READ THE FARKING ARTICLE!!!!


biatching about this is like complaining that you've never gotten to use unemployment insurance because you've never lost your job.

 
Gamer Grrrl [TotalFark] 2009-02-19 09:58:18 AM  
EatHam: "The plan I'm announcing focuses on rescuing families who have played by the rules and acted responsibly,"

Those people don't need to be rescued.


Except that what if they find a new job 200 miles away from the house they've got a mortgage on? And what if the value of their home has depreciated so much that they can't sell it and pay off the loan? Because that's what's happening right now, to hundreds of thousands of American families. It's happening to my aunt and uncle, and their bank refuses to take a settlement even though the bank acknowledges they'd lost more money by foreclosing on the property. It's like Wachovia is intentionally farking themselves over just to fark over my aunt and uncle.
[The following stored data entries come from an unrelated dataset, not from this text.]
//! # FS Register Core
//!
//! Typed client for the FCA Financial Services Register REST API.
//!
//! ## Overview
//!
//! This crate provides:
//!
//! - **Endpoint table** mapping firm, individual and fund actions to URL segments
//! - **Request builder** that composes versioned URLs and attaches the auth headers
//! - **Response envelope** view over `Status`, `Message`, `ResultInfo` and `Data`
//! - **Name resolver** that turns a free-text name into a unique reference number
//! - **HTTP client seam** so transports can be swapped in tests
//!
//! ## Modules
//!
//! | Module | Description |
//! |--------|-------------|
//! | [`client`] | `RegisterClient` and the resource detail accessors |
//! | [`config`] | Base URL, timeout and user agent settings |
//! | [`credentials`] | API username and key |
//! | [`endpoint`] | Resource actions and their modifier segments |
//! | [`error`] | Configuration, request and response error tiers |
//! | [`http_client`] | HTTP client abstraction |
//! | [`resolver`] | Single-match name resolution |
//! | [`resource`] | Firm, individual and fund resource types |
//! | [`response`] | Response envelope accessors |
//! | [`url`] | URL composition |
//!
//! ## Quick Start
//!
//! ```rust,ignore
//! use fsregister_core::{RegisterClient, ResourceType};
//!
//! #[tokio::main]
//! async fn main() -> Result<(), fsregister_core::RegisterError> {
//!     let client = RegisterClient::new("me@example.com", "my-api-key")?;
//!
//!     let frn = client.resolve_reference("Barclays Bank Plc", ResourceType::Firm).await?;
//!     let firm = client.get_firm(frn.as_str()).await?;
//!     println!("{:?} {:?}", firm.status(), firm.data());
//!
//!     Ok(())
//! }
//! ```
//!
//! ## Architecture
//!
//! ```text
//! ┌─────────────────┐
//! │  CLI / User     │
//! └────────┬────────┘
//!          │
//!          ▼
//! ┌─────────────────┐     ┌──────────────────┐
//! │  Name Resolver  │────▶│ Register Client  │
//! └─────────────────┘     └────────┬─────────┘
//!                                  │
//!          ┌───────────────────────┼──────────────────────┐
//!          ▼                       ▼                      ▼
//! ┌─────────────────┐     ┌──────────────────┐   ┌─────────────────┐
//! │ Endpoint Table  │     │ HTTP Client      │   │ Response        │
//! │ + URL builder   │     │ (reqwest/mock)   │   │ Envelope        │
//! └─────────────────┘     └──────────────────┘   └─────────────────┘
//! ```
//!
//! ## Error Handling
//!
//! Every failure carries one of three tiers:
//!
//! ```rust
//! use fsregister_core::{ErrorTier, RegisterError};
//!
//! fn describe(error: &RegisterError) -> &'static str {
//!     match error.tier() {
//!         ErrorTier::Configuration => "fix the arguments",
//!         ErrorTier::Request => "the register could not be reached",
//!         ErrorTier::Response => "the register answered, but not usefully",
//!     }
//! }
//! ```
//!
//! ## Security
//!
//! - The API key is never logged and is redacted from `Debug` output
//! - Credentials are only read from arguments or environment variables

pub mod client;
pub mod config;
pub mod credentials;
pub mod endpoint;
pub mod error;
pub mod http_client;
pub mod resolver;
pub mod resource;
pub mod response;
pub mod url;

// Client and settings
pub use client::RegisterClient;
pub use config::ClientConfig;
pub use credentials::Credentials;

// Endpoint table
pub use endpoint::{modifier_path, ResourceAction};

// Error types
pub use error::{ErrorTier, RegisterError, ResponseError, ValidationError};

// HTTP client types
pub use http_client::{
    HttpClient, HttpError, HttpErrorKind, HttpRequest, HttpResponse, MockHttpClient,
    ReqwestHttpClient,
};

// Name resolution
pub use resolver::{select_reference, ReferenceNumber};

// Resource identifiers
pub use resource::ResourceType;

// Response envelope
pub use response::{Pagination, Payload, RegisterResponse};

// URL constants
pub use url::{API_VERSION, DEFAULT_BASE_URL};
use crate::url::DEFAULT_BASE_URL;
use crate::ValidationError;

const DEFAULT_TIMEOUT_MS: u64 = 10_000;

/// Transport-facing client settings. The API version is not configurable.
#[derive(Debug, Clone, PartialEq, Eq)]
pub struct ClientConfig {
    base_url: String,
    timeout_ms: u64,
    user_agent: String,
}

impl Default for ClientConfig {
    fn default() -> Self {
        Self {
            base_url: String::from(DEFAULT_BASE_URL),
            timeout_ms: DEFAULT_TIMEOUT_MS,
            user_agent: format!("fsregister/{}", env!("CARGO_PKG_VERSION")),
        }
    }
}

impl ClientConfig {
    /// Overrides the services root; a trailing `/` is dropped.
    pub fn with_base_url(mut self, base_url: impl Into<String>) -> Result<Self, ValidationError> {
        let base_url = base_url.into();
        let trimmed = base_url.trim().trim_end_matches('/');
        let has_host = trimmed
            .strip_prefix("https://")
            .or_else(|| trimmed.strip_prefix("http://"))
            .is_some_and(|rest| !rest.is_empty());
        if !has_host {
            return Err(ValidationError::InvalidBaseUrl { value: base_url });
        }

        self.base_url = trimmed.to_owned();
        Ok(self)
    }

    pub fn with_timeout_ms(mut self, timeout_ms: u64) -> Self {
        self.timeout_ms = timeout_ms;
        self
    }

    pub fn with_user_agent(mut self, user_agent: impl Into<String>) -> Self {
        self.user_agent = user_agent.into();
        self
    }

    pub fn base_url(&self) -> &str {
        &self.base_url
    }

    pub const fn timeout_ms(&self) -> u64 {
        self.timeout_ms
    }

    pub fn user_agent(&self) -> &str {
        &self.user_agent
    }
}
Shoring up the housing market is the fastest way to resolve the economic crisis. The toxic assets are called "toxic" because they are these subprime loans and non-subprime loans that are higher than the values of the properties that are securing the loans. Because no one knows which financial assets are toxic, no one is lending money because ever lending insitution is worried that the recipient could be insolvent and sitting on a bunch of these crappy home loans. The best, fastest way to detoxify the assets is to rewrite loans for millions of Americans and keep those homes in the hands of those borrowers. To do otherwise would risk the complete collapse of the entire housing market.

That being said, I do think it sucks that I chose to be responsible and I'm not getting a bail out. However, the alternative is not an option.